DATA EXCERPTS START

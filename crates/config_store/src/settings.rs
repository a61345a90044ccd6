//! Settings of the configuration store itself.
//!
//! Settings are read from an optional TOML file and then overridden from
//! the environment:
//!
//! | Variable | Setting |
//! |----------|---------|
//! | `GO_CONFIG_DIR` | `config_dir` |
//! | `GO_CONFIG_MERGE_ENABLED` | `config_merge_enabled` |
//! | `GO_CONFIG_RELOAD_INTERVAL_SECS` | `reload_interval_secs` |
//!
//! # Example TOML
//!
//! ```toml
//! config_dir = "/etc/go"
//! config_merge_enabled = true
//! reload_interval_secs = 5
//! ```

use std::fs;
use std::path::{Path, PathBuf};
use std::sync::atomic::{AtomicBool, Ordering};
use std::time::Duration;

use serde::{Deserialize, Serialize};
use tracing::{debug, info};

use crate::errors::{ConfigStoreError, ConfigStoreResult};
use crate::model::CONFIG_FILE_NAME;

#[cfg(test)]
#[path = "settings_tests.rs"]
mod tests;

pub const ENV_CONFIG_DIR: &str = "GO_CONFIG_DIR";
pub const ENV_CONFIG_MERGE_ENABLED: &str = "GO_CONFIG_MERGE_ENABLED";
pub const ENV_RELOAD_INTERVAL_SECS: &str = "GO_CONFIG_RELOAD_INTERVAL_SECS";

/// Directory name of the history repository inside `config_dir`.
pub const DEFAULT_HISTORY_DIR_NAME: &str = "config.git";

/// Settings of a configuration store.
#[derive(Debug, Clone, PartialEq, Eq, Serialize, Deserialize)]
#[serde(default)]
pub struct StoreSettings {
    /// Directory holding the configuration document.
    pub config_dir: PathBuf,

    pub config_file_name: String,

    /// History repository location; defaults to `<config_dir>/config.git`.
    #[serde(skip_serializing_if = "Option::is_none")]
    pub config_repo_dir: Option<PathBuf>,

    /// Whether stale edits are three-way merged instead of rejected.
    pub config_merge_enabled: bool,

    pub reload_interval_secs: u64,

    /// Server version recorded with every saved revision.
    pub server_version: String,
}

impl Default for StoreSettings {
    fn default() -> Self {
        Self {
            config_dir: PathBuf::from("config"),
            config_file_name: CONFIG_FILE_NAME.to_string(),
            config_repo_dir: None,
            config_merge_enabled: true,
            reload_interval_secs: 5,
            server_version: env!("CARGO_PKG_VERSION").to_string(),
        }
    }
}

impl StoreSettings {
    /// Default settings rooted at `config_dir`.
    pub fn new(config_dir: impl Into<PathBuf>) -> Self {
        Self {
            config_dir: config_dir.into(),
            ..Self::default()
        }
    }

    /// Loads settings from a TOML file.
    ///
    /// # Errors
    ///
    /// Returns `ConfigStoreError::Io` when the file cannot be read and
    /// `ConfigStoreError::Settings` when it is not valid settings TOML.
    pub fn load(path: &Path) -> ConfigStoreResult<Self> {
        debug!("Loading store settings from {:?}", path);

        let content = fs::read_to_string(path).map_err(|e| ConfigStoreError::io(path, e))?;
        let settings: StoreSettings =
            toml::from_str(&content).map_err(|e| ConfigStoreError::Settings {
                reason: format!("{}: {}", path.display(), e.message()),
            })?;

        info!(config_dir = %settings.config_dir.display(), "Store settings loaded");
        Ok(settings)
    }

    /// Applies overrides from the process environment.
    pub fn with_env_overrides(self) -> ConfigStoreResult<Self> {
        self.apply_overrides(|name| std::env::var(name).ok())
    }

    pub(crate) fn apply_overrides(
        mut self,
        lookup: impl Fn(&str) -> Option<String>,
    ) -> ConfigStoreResult<Self> {
        if let Some(dir) = lookup(ENV_CONFIG_DIR) {
            debug!(config_dir = %dir, "Config directory overridden from environment");
            self.config_dir = PathBuf::from(dir);
        }

        if let Some(value) = lookup(ENV_CONFIG_MERGE_ENABLED) {
            self.config_merge_enabled = parse_bool(ENV_CONFIG_MERGE_ENABLED, &value)?;
        }

        if let Some(value) = lookup(ENV_RELOAD_INTERVAL_SECS) {
            self.reload_interval_secs =
                value
                    .trim()
                    .parse()
                    .map_err(|_| ConfigStoreError::Settings {
                        reason: format!(
                            "{ENV_RELOAD_INTERVAL_SECS} must be a whole number of seconds, got '{value}'"
                        ),
                    })?;
        }

        Ok(self)
    }

    /// Path of the configuration document.
    pub fn config_file(&self) -> PathBuf {
        self.config_dir.join(&self.config_file_name)
    }

    /// Path of the history repository.
    pub fn history_dir(&self) -> PathBuf {
        self.config_repo_dir
            .clone()
            .unwrap_or_else(|| self.config_dir.join(DEFAULT_HISTORY_DIR_NAME))
    }

    pub fn reload_interval(&self) -> Duration {
        Duration::from_secs(self.reload_interval_secs.max(1))
    }
}

fn parse_bool(name: &str, value: &str) -> ConfigStoreResult<bool> {
    match value.trim().to_ascii_lowercase().as_str() {
        "true" | "1" | "yes" | "on" => Ok(true),
        "false" | "0" | "no" | "off" => Ok(false),
        _ => Err(ConfigStoreError::Settings {
            reason: format!("{name} must be true or false, got '{value}'"),
        }),
    }
}

/// Runtime view of the settings the data source consults on every write.
pub trait SettingsProvider: Send + Sync {
    fn is_config_merge_enabled(&self) -> bool;

    /// Server version recorded with saved revisions.
    fn server_version(&self) -> String;
}

impl SettingsProvider for StoreSettings {
    fn is_config_merge_enabled(&self) -> bool {
        self.config_merge_enabled
    }

    fn server_version(&self) -> String {
        self.server_version.clone()
    }
}

/// Settings whose merge flag can be toggled while the store is running.
#[derive(Debug)]
pub struct RuntimeSettings {
    merge_enabled: AtomicBool,
    server_version: String,
}

impl RuntimeSettings {
    pub fn new(settings: &StoreSettings) -> Self {
        Self {
            merge_enabled: AtomicBool::new(settings.config_merge_enabled),
            server_version: settings.server_version.clone(),
        }
    }

    pub fn set_config_merge_enabled(&self, enabled: bool) {
        info!(enabled, "Configuration merge setting changed");
        self.merge_enabled.store(enabled, Ordering::SeqCst);
    }
}

impl SettingsProvider for RuntimeSettings {
    fn is_config_merge_enabled(&self) -> bool {
        self.merge_enabled.load(Ordering::SeqCst)
    }

    fn server_version(&self) -> String {
        self.server_version.clone()
    }
}

/// Identity of the user of the current session.
pub trait UserProvider: Send + Sync {
    fn current_user(&self) -> Option<String>;
}

/// A fixed session user.
#[derive(Debug, Clone, Default)]
pub struct StaticUserProvider {
    username: Option<String>,
}

impl StaticUserProvider {
    pub fn new(username: &str) -> Self {
        Self {
            username: Some(username.to_string()),
        }
    }

    /// A provider without a session user.
    pub fn none() -> Self {
        Self::default()
    }
}

impl UserProvider for StaticUserProvider {
    fn current_user(&self) -> Option<String> {
        self.username.clone()
    }
}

DATA EXCERPTS END

* **WHAT YOU NEED TO DO**: Select and copy every line of the material that holds the string "struct".

* **FINISHED EXERCISE**:
pub struct StoreSettings {
pub struct RuntimeSettings {
pub struct StaticUserProvider {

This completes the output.